OidcClient.getCall failing in self-hosted Runners.

[Powertrain]

Coming from this post: Azure/login#477

Environments

• GHES 3.11.5 in an Azure VM along with,
• a self-hosted runner in an Azure VM with the software provided by the GHES instance.

Issue:

• When Azure/login is used on a self-hosted runner, the job is unable to access the id-token variable's permissions. id-token has been set to both Write and Write-All in many iterations of the job to no success. Please make sure to give write permissions to id-token in the workflow.
• the azure/login v2.1.1 action fails at line 570, the try-catch sends back Login failed with Error: Error message: Cannot read properties of undefined (reading 'message'). Double check if the 'auth-type' is correct.
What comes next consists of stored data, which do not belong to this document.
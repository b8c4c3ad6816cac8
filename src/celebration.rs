//! Ambient feedback: small spark bursts at the cursor while typing and a
//! confetti shower with a banner when the goal is reached.
//!
//! Positions are in terminal cells. The caller advances the simulation with
//! an explicit timestep, so nothing here reads the clock.

use rand::seq::SliceRandom;
use rand::Rng;

pub const PALETTE_LEN: usize = 7;
const GRAVITY: f64 = 15.0;
const BANNER_WORDS: [&str; 5] = ["GOAL!", "DONE!", "NICE!", "BRAVO!", "YES!"];

#[derive(Debug, Clone, Copy, PartialEq, Eq)]
pub enum ParticleKind {
    /// Short-lived burst at the cursor
    Spark,
    /// Falls from the top edge after a goal
    Confetti,
    /// Flies to a fixed cell to spell the banner, then holds
    Banner { target_x: i32, target_y: i32 },
}

#[derive(Debug, Clone)]
pub struct Particle {
    pub x: f64,
    pub y: f64,
    pub vel_x: f64,
    pub vel_y: f64,
    pub symbol: char,
    pub color_index: usize,
    pub age: f64,
    pub max_age: f64,
    pub kind: ParticleKind,
}

impl Particle {
    fn spark<R: Rng>(x: f64, y: f64, rng: &mut R) -> Self {
        let angle = rng.gen_range(0.0..std::f64::consts::TAU);
        let speed = rng.gen_range(3.0..7.0);
        Self {
            x,
            y,
            vel_x: angle.cos() * speed * 2.0, // cells are taller than wide
            vel_y: angle.sin() * speed,
            symbol: *['·', '*', '+', '˙'].choose(rng).unwrap_or(&'·'),
            color_index: rng.gen_range(0..PALETTE_LEN),
            age: 0.0,
            max_age: rng.gen_range(0.3..0.6),
            kind: ParticleKind::Spark,
        }
    }

    fn confetti<R: Rng>(width: f64, rng: &mut R) -> Self {
        Self {
            x: rng.gen_range(0.0..width.max(1.0)),
            y: rng.gen_range(-4.0..0.0),
            vel_x: rng.gen_range(-2.0..2.0),
            vel_y: rng.gen_range(0.0..3.0),
            symbol: *['✦', '✧', '•', '◆', '▪', '★'].choose(rng).unwrap_or(&'•'),
            color_index: rng.gen_range(0..PALETTE_LEN),
            age: 0.0,
            max_age: rng.gen_range(2.0..3.5),
            kind: ParticleKind::Confetti,
        }
    }

    fn banner<R: Rng>(symbol: char, target_x: i32, target_y: i32, from: (f64, f64), rng: &mut R) -> Self {
        Self {
            x: from.0,
            y: from.1,
            vel_x: (f64::from(target_x) - from.0) * 2.0,
            vel_y: (f64::from(target_y) - from.1) * 2.0,
            symbol,
            color_index: rng.gen_range(0..PALETTE_LEN),
            age: 0.0,
            max_age: rng.gen_range(2.5..3.5),
            kind: ParticleKind::Banner { target_x, target_y },
        }
    }

    /// Advance by `dt` seconds; false once the particle has expired
    fn update(&mut self, dt: f64) -> bool {
        match self.kind {
            ParticleKind::Banner { target_x, target_y } => {
                let (tx, ty) = (f64::from(target_x), f64::from(target_y));
                let dist = ((tx - self.x).powi(2) + (ty - self.y).powi(2)).sqrt();
                if dist > 0.5 {
                    self.x += self.vel_x * dt;
                    self.y += self.vel_y * dt;
                    self.vel_x = (tx - self.x) * 2.0;
                    self.vel_y = (ty - self.y) * 2.0;
                } else {
                    self.x = tx;
                    self.y = ty;
                }
            }
            ParticleKind::Spark | ParticleKind::Confetti => {
                self.x += self.vel_x * dt;
                self.y += self.vel_y * dt;
                let g = if self.kind == ParticleKind::Spark {
                    GRAVITY / 2.0
                } else {
                    GRAVITY / 5.0
                };
                self.vel_y += g * dt;
            }
        }
        self.age += dt;
        self.age < self.max_age
    }
}

/// All live particles over a drawing area
#[derive(Debug, Default)]
pub struct Effects {
    pub particles: Vec<Particle>,
    width: f64,
    height: f64,
}

impl Effects {
    pub fn new(width: u16, height: u16) -> Self {
        Self {
            particles: Vec::new(),
            width: f64::from(width),
            height: f64::from(height),
        }
    }

    pub fn resize(&mut self, width: u16, height: u16) {
        self.width = f64::from(width);
        self.height = f64::from(height);
    }

    pub fn is_active(&self) -> bool {
        !self.particles.is_empty()
    }

    pub fn is_celebrating(&self) -> bool {
        self.particles
            .iter()
            .any(|p| !matches!(p.kind, ParticleKind::Spark))
    }

    /// A handful of sparks at a cursor cell
    pub fn burst(&mut self, x: u16, y: u16) {
        let mut rng = rand::thread_rng();
        let count = rng.gen_range(3..6);
        for _ in 0..count {
            self.particles
                .push(Particle::spark(f64::from(x), f64::from(y), &mut rng));
        }
    }

    /// Confetti plus a banner spelled out in the middle of the area
    pub fn celebrate(&mut self) {
        let mut rng = rand::thread_rng();
        let word = BANNER_WORDS.choose(&mut rng).unwrap_or(&"GOAL!");
        let center_x = self.width / 2.0;
        let center_y = self.height / 2.0;
        let spacing = 2.0;
        let left = center_x - (word.chars().count() as f64 - 1.0) * spacing / 2.0;

        for (i, ch) in word.chars().enumerate() {
            let target_x = (left + i as f64 * spacing).round() as i32;
            let target_y = (center_y - 2.0).round() as i32;
            let from = (
                center_x + rng.gen_range(-10.0..10.0),
                center_y + rng.gen_range(-5.0..5.0),
            );
            self.particles
                .push(Particle::banner(ch, target_x, target_y, from, &mut rng));
        }
        for _ in 0..40 {
            self.particles.push(Particle::confetti(self.width, &mut rng));
        }
    }

    /// Advance every particle and drop the expired or off-screen ones
    pub fn update(&mut self, dt: f64) {
        let (w, h) = (self.width, self.height);
        let margin = 3.0;
        self.particles.retain_mut(|p| {
            let alive = p.update(dt);
            let off_screen = !matches!(p.kind, ParticleKind::Banner { .. })
                && (p.y > h + margin || p.x < -margin || p.x > w + margin);
            alive && !off_screen
        });
    }

    pub fn clear(&mut self) {
        self.particles.clear();
    }
}

#[cfg(test)]
mod tests {
    use super::*;

    #[test]
    fn burst_spawns_short_lived_sparks() {
        let mut fx = Effects::new(80, 24);
        assert!(!fx.is_active());
        fx.burst(10, 5);
        assert!((3..6).contains(&fx.particles.len()));
        assert!(fx.particles.iter().all(|p| p.kind == ParticleKind::Spark));
        assert!(!fx.is_celebrating());
        for _ in 0..10 {
            fx.update(0.1);
        }
        assert!(!fx.is_active(), "sparks should expire within a second");
    }

    #[test]
    fn celebrate_spells_a_banner_with_confetti() {
        let mut fx = Effects::new(80, 24);
        fx.celebrate();
        assert!(fx.is_celebrating());
        let banner: String = fx
            .particles
            .iter()
            .filter(|p| matches!(p.kind, ParticleKind::Banner { .. }))
            .map(|p| p.symbol)
            .collect();
        assert!(BANNER_WORDS.contains(&banner.as_str()), "{banner}");
        assert!(fx
            .particles
            .iter()
            .any(|p| p.kind == ParticleKind::Confetti));
    }

    #[test]
    fn banner_particles_settle_on_their_targets() {
        let mut rng = rand::thread_rng();
        let mut p = Particle::banner('G', 40, 10, (30.0, 15.0), &mut rng);
        for _ in 0..20 {
            p.update(0.1);
        }
        assert_eq!((p.x, p.y), (40.0, 10.0));
    }

    #[test]
    fn off_screen_particles_are_dropped() {
        let mut fx = Effects::new(20, 10);
        let mut rng = rand::thread_rng();
        let mut far = Particle::spark(0.0, 0.0, &mut rng);
        far.x = 100.0;
        far.y = 100.0;
        far.max_age = 10.0;
        fx.particles.push(far);
        fx.update(0.01);
        assert!(fx.particles.is_empty());
    }

    #[test]
    fn celebration_ends() {
        let mut fx = Effects::new(80, 24);
        fx.celebrate();
        for _ in 0..40 {
            fx.update(0.1);
        }
        assert!(!fx.is_active());
    }
}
Refer to https://github.com/Azure/login#readme for more information.
• the OIDC token URL appears to be generated , but
• it fails at line 565: const id_token = yield OidcClient.getCall(id_token_url);

Following advice from this post: Azure/login#283

• Both endpoints are available from the internet.
• They are available when using a curl - v command from the runner machine.

However this still results in a failed run with the following information:

The id_token_url (Line 559) variable , when visited via a browser from my machine, or curl -v from the gitRunner machine is always the same response: The user 'System:PublicAccess;aaaaaaaa-aaaa-aaaa-aaaa-aaaaaaaaaaaa' is not authorized to access this resource.
The person assigned to my issue suggested I bring this up here.
Thanks for any assistance.